Articulating Theory underlying Bullying Interventions: Contributions from Social Psychology
Patricia H. Hawley, Ph.D., is currently a Professor of Educational Psychology and Leadership at Texas Tech University. Dr. Hawley received her Ph.D. in psychology in 1994 from the University of California at Riverside, with emphases in animal behavior and quantitative methods. Upon completion, she held a post-doctoral research position at the Max Planck Institute for Human Development in Berlin, Germany. She returned to the United States to a research position at Yale University, and took a faculty position at the University of Kansas in 2002, and Texas Tech University in 2013. In 1999 she wrote her own theoretical perspective on power in human social groups (resource control theory) and has published several papers using this framework to explain and explore children’s aggression, peer relationships, moral functioning, and interpersonal relationships. Based on this work, she spearheaded two volumes: Aggression and adaptation: The bright side of bad behavior (Erlbaum), and The evolution of personality and individual differences (Oxford). Her theoretical work asks that we consider the adaptive benefits of aggression in addition to the interpersonal costs. This work will soon be featured in a forthcoming special issue of the Journal of Applied Developmental Psychology, co-edited with Dr. Anne Williford – the summit’s organizer – on advancing bullying prevention and intervention strategies via theoretical articulation.
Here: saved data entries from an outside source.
//! Log tailing cursor
//!
//! Turns the queryable log backend into an ordered stream of a session's
//! status lines. Each tick fetches entries strictly newer than the cursor,
//! forwards the session's STATUS messages in timestamp order and moves the
//! cursor past every entry it consumed, so nothing is delivered twice.
//!
//! A terminal marker from the job (`SUCCESS`, `ERROR`, `FAILED`) stops the
//! tail. It is forwarded as a stage-scoped line; the session's own terminal
//! line comes from the flow, which owns the pipeline state.

use sluice_client::{ClientError, LogBackend};
use sluice_core::domain::log::{LogCursor, is_terminal_marker};
use sluice_core::domain::pipeline::Stage;
use sluice_core::dto::log::LogQuery;
use std::sync::Arc;
use std::time::Duration;
use tokio::task::JoinHandle;
use tokio::time::{self, MissedTickBehavior};
use tokio_util::sync::CancellationToken;
use tracing::{debug, info, warn};

use crate::context::Timings;
use crate::hub::SessionOutput;

/// Result of one tick
#[derive(Debug, Clone, PartialEq, Eq)]
pub enum TickOutcome {
    /// Keep tailing; carries the number of lines delivered
    Continue(usize),
    /// The job logged a terminal marker
    Terminal(String),
}

pub struct LogTailer {
    logs: Arc<dyn LogBackend>,
    interval: Duration,
    page_size: u32,
}

impl LogTailer {
    pub fn new(logs: Arc<dyn LogBackend>, timings: &Timings) -> Self {
        Self {
            logs,
            interval: timings.log_poll_interval,
            page_size: timings.log_page_size,
        }
    }

    /// Fetches and delivers the entries newer than the cursor
    ///
    /// # Arguments
    /// * `cursor` - Cursor of this stage's tail; advanced in place
    /// * `stage` - Stage whose job is being tailed
    /// * `output` - Where the session's lines go
    pub async fn tick(
        &self,
        cursor: &mut LogCursor,
        stage: Stage,
        output: &SessionOutput,
    ) -> Result<TickOutcome, ClientError> {
        let query = LogQuery::from_cursor(cursor, self.page_size);
        let mut entries = self.logs.list_entries(&query).await?;
        entries.sort_by_key(|e| e.timestamp);

        // entries sharing a timestamp all belong to this page; filter against
        // the bound the page was fetched with, not the moving cursor
        let floor = cursor.clone();
        let mut delivered = 0;
        for entry in entries {
            if !floor.admits(entry.timestamp) {
                continue;
            }
            // non-status entries are consumed too, so a page of noise cannot stall the cursor
            let message = entry.status_message(&cursor.session_id).map(str::to_string);
            cursor.advance_past(entry.timestamp);

            let Some(message) = message else {
                continue;
            };
            if is_terminal_marker(&message) {
                output.send(format!("{} job reported {}", stage, message));
                return Ok(TickOutcome::Terminal(message));
            }
            output.send(message);
            delivered += 1;
        }

        Ok(TickOutcome::Continue(delivered))
    }

    /// Starts tailing in a background task
    ///
    /// The task runs until the job logs a terminal marker, the session is
    /// cancelled, or [`TailHandle::stop`] is called.
    pub fn spawn(
        self: &Arc<Self>,
        cursor: LogCursor,
        stage: Stage,
        output: SessionOutput,
        cancel: &CancellationToken,
    ) -> TailHandle {
        let stop = CancellationToken::new();
        let task = tokio::spawn(Arc::clone(self).run(
            cursor,
            stage,
            output,
            cancel.clone(),
            stop.clone(),
        ));
        TailHandle { stop, task }
    }

    async fn run(
        self: Arc<Self>,
        mut cursor: LogCursor,
        stage: Stage,
        output: SessionOutput,
        cancel: CancellationToken,
        stop: CancellationToken,
    ) -> LogCursor {
        debug!(
            "Tailing {} logs for session {} from {}",
            cursor.job_name,
            cursor.session_id,
            cursor.last_seen_timestamp()
        );

        let mut ticker = time::interval(self.interval);
        ticker.set_missed_tick_behavior(MissedTickBehavior::Delay);

        loop {
            tokio::select! {
                biased;
                _ = cancel.cancelled() => return cursor,
                _ = stop.cancelled() => break,
                _ = ticker.tick() => {}
            }

            match self.tick(&mut cursor, stage, &output).await {
                Ok(TickOutcome::Terminal(marker)) => {
                    info!(
                        "{} job for session {} reported {}",
                        stage, cursor.session_id, marker
                    );
                    return cursor;
                }
                Ok(TickOutcome::Continue(_)) => {}
                Err(e) => {
                    warn!(
                        "Failed to fetch {} logs for session {}: {}",
                        stage, cursor.session_id, e
                    );
                }
            }
        }

        // the job finished; pick up lines written after the last tick
        if let Err(e) = self.tick(&mut cursor, stage, &output).await {
            warn!(
                "Final {} log fetch for session {} failed: {}",
                stage, cursor.session_id, e
            );
        }
        cursor
    }
}

/// Control over a running tail
pub struct TailHandle {
    stop: CancellationToken,
    task: JoinHandle<LogCursor>,
}

impl TailHandle {
    /// Stops the tail after a final fetch and returns its cursor
    ///
    /// Returns `None` if the tail task panicked.
    pub async fn stop(self) -> Option<LogCursor> {
        self.stop.cancel();
        match self.task.await {
            Ok(cursor) => Some(cursor),
            Err(e) => {
                warn!("Log tail task failed: {}", e);
                None
            }
        }
    }

    #[cfg(test)]
    pub fn is_finished(&self) -> bool {
        self.task.is_finished()
    }
}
Dorothy L. Espelage, Ph.D.
Translating Current Empirical Evidence into School-Based Prevention and Intervention Practices and Policies
Dorothy L. Espelage, Ph.D., is an Edward William Gutgsell & Jane Marr Gutgsell Endowed Professor and Hardie Scholar of Education, in the Department of Educational Psychology at the University of Illinois, Urbana-Champaign. She has conducted research on bullying, homophobic teasing, sexual harassment, and dating violence for the last 20 years. As a result, she presents regularly at regional, national, and international conferences and is author on over 120 peer-reviewed journal articles and 25 chapters. She is Associate Editor of the Journal of Counseling Psychology, Immediate Past Vice-President of Division E (Counseling/Human Development) of the American Educational Research Association, and co-Director of the National Partnership to End Interpersonal Violence. Her research focuses on translating empirical findings into prevention and intervention programming and she has secured five million dollars of external funding. She just completed a CDC-funded study that included a randomized clinical trial of a social emotional learning prevention program in 36 middle schools to reduce aggression. National Institute of Justice is funding her to track these kids to examine whether these effects remain as kids navigate challenges of high school. CDC is funding another RCT of this program in comparison to a gender-enhanced social-emotional program in 32 Illinois middle schools. She is also funded by National Science Foundation to develop better methods to assess bullying among adolescents and NIJ is funding a longitudinal study of predictors of bullying and dating violence among adolescents. She joins as co-PI with RAND colleagues on a 4-year NIH grant to improve methods to examine adolescent social network influences on risky alcohol and drug use. She authored a 2011 White House Brief on bullying among LGBTQ youth and attended the White House Conference in 2011. Dr. Espelage has appeared on many television news and talk shows, including The Today Show; CNN; CBS Evening News; The Oprah Winfrey Show, Anderson (Live), Anderson 360° and has been quoted in the national print press, including Time Magazine, USA Today, People, Boston Globe, and the Wall Street Journal. Her dedicated team of undergraduate and graduate students are committed to the dissemination of the research through various mechanisms -- visit Dr. Dorothy Espelage's website for more information.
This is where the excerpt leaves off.